Связанный с идеей круговорота, мотив цветка имеет прямое отношение к категориям жизни и смерти, это наиболее распространенный из европейских «смыслов» цветка. Обратный ход от сюжета цветения или смерти к образу цветка был отработан как в европейской, так и в русской литературе: если речь шла о расцвете/увядании или смерти девушки, автоматически возникал образ цветка, но более широкое значение — значение красоты вообще, совершенства в любой форме — также сохранялось 6. А. Н. Веселовский связывает прочность образа в культуре с его емкостью — объемом смыслов, которые он способен вобрать. Цветок, в частности роза, о которой пишет А. Н. Веселовский, накапливал эти смыслы веками и вырос до объема символа: "… Роза цветет для нас полнее, чем для грека, она не только цветок любви и смерти, но и страдания, и мистических откровений; она обогатилась не только содержанием вековой мысли, но и всем тем, что про нее пели на ее дальнем пути с иранского востока" 7. Но даже на кратком отрезке смены стилей в русской лирике начала XIX в. можно увидеть богатый спектр модификаций образа — от традиционных до новых.

В «Апологе» А. Дельвига (1813) разыграна сценка-диалог между пастушкой, торгующей цветами, и госпожой, которая не желает ни фиалки в росе, «светлей страза», ни роз, ни лилий: «Ах нет, зачем мне их, когда они увянут/ И к вечеру сему лить аромат престанут». «Но я, сударыня, не говорила вам, /Дано что от небес бессмертие цветам», — находчиво отвечает пастушка госпоже. Образ воспроизводит сему бренности без меланхолии, мрачная интерпретация принадлежит «угрюмой» госпоже, а не автору, который судит о своих творениях так же, как пастушка о цветах. Мораль аполога в том, что поэт не должен претендовать на бессмертие, довольствуясь совершенством плодов своего труда. Стихи бренны, зато прекрасны, как цветы, — таков смысл простой аллегории.

Столь же поучительно-риторическим способом мотив обработан в «Цветке» Е. А. Баратынского (1821), где героиня слишком долго выбирает, кому подарить свой цветок.

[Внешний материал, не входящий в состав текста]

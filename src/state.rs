//! Shared application state.
//!
//! DESIGN
//! ======
//! `AppState` is injected into Axum handlers via the `State` extractor. The
//! service hosts exactly one game; every handler goes through the same
//! `RwLock<Game>`, so moves, undos and solves are applied one at a time.

use std::sync::Arc;

use board::{Disk, Game};
use tokio::sync::RwLock;

/// Clone is required by Axum; the game sits behind an `Arc`.
#[derive(Clone)]
pub struct AppState {
    pub game: Arc<RwLock<Game>>,
}

impl AppState {
    #[must_use]
    pub fn new(max_rings: Disk) -> Self {
        Self { game: Arc::new(RwLock::new(Game::with_max_rings(max_rings))) }
    }
}

impl Default for AppState {
    fn default() -> Self {
        Self { game: Arc::new(RwLock::new(Game::new())) }
    }
}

Красою яркой день сияет, -

У девушки цветок;

Вот полдень, вечер наступает, -

У девушки цветок!

Идет. Услада повстречала,

Он прелестью цветок.

«Ты мил! — она ему сказала, -

Возьми же мой цветок!»

Можно не пересказывать, что ответил девушке Услад, потому что названо время — вечер. Е. А. Баратынский повторяет широко известный басенный сюжет, не отступая ни на шаг. В стихотворении из семи строф все нечетные строчки рифмуют слово цветок с цветком. И так семь раз — цветок «назойлив»: образ взят в своем «основном» значении и неподвижен. Второй, возникающий помимо основного, аллегорического сюжета — это иронический сюжет «усталости» самого образа.

У Пушкина в стихотворении «Платонизм» (1819) упрек девушке, пренебрегающей Амуром, вновь связан с «цветочным» мотивом. В предпоследней строке ему как будто задается развитие, но оно тут же завершается назиданием.

Амур ужели не заглянет

В неосвященный твой приют?

Твоя краса, как роза, вянет;

Минуты юности бегут.

Ужель мольба моя напрасна?

Забудь преступные мечты:

Не вечно будешь ты прекрасна,

Не для себя прекрасна ты.

Что роднит эти стихотворения, так это их шутливость. Там, где Пушкин всерьез говорит о близкой гибели красоты («Увы! Зачем она блистает/ Минутной, нежной красотой...», 1820), там нет места риторическому слову, от образа цветка остаются только семантические отсветы («Она приметно увядает/ Во цвете юности живой»). Образ спрятан, замещен перифразами минутной красоты и цвета юности, отталкиваясь от которых поэт уходит к переживанию неизбежности смерти всеми любимого существа.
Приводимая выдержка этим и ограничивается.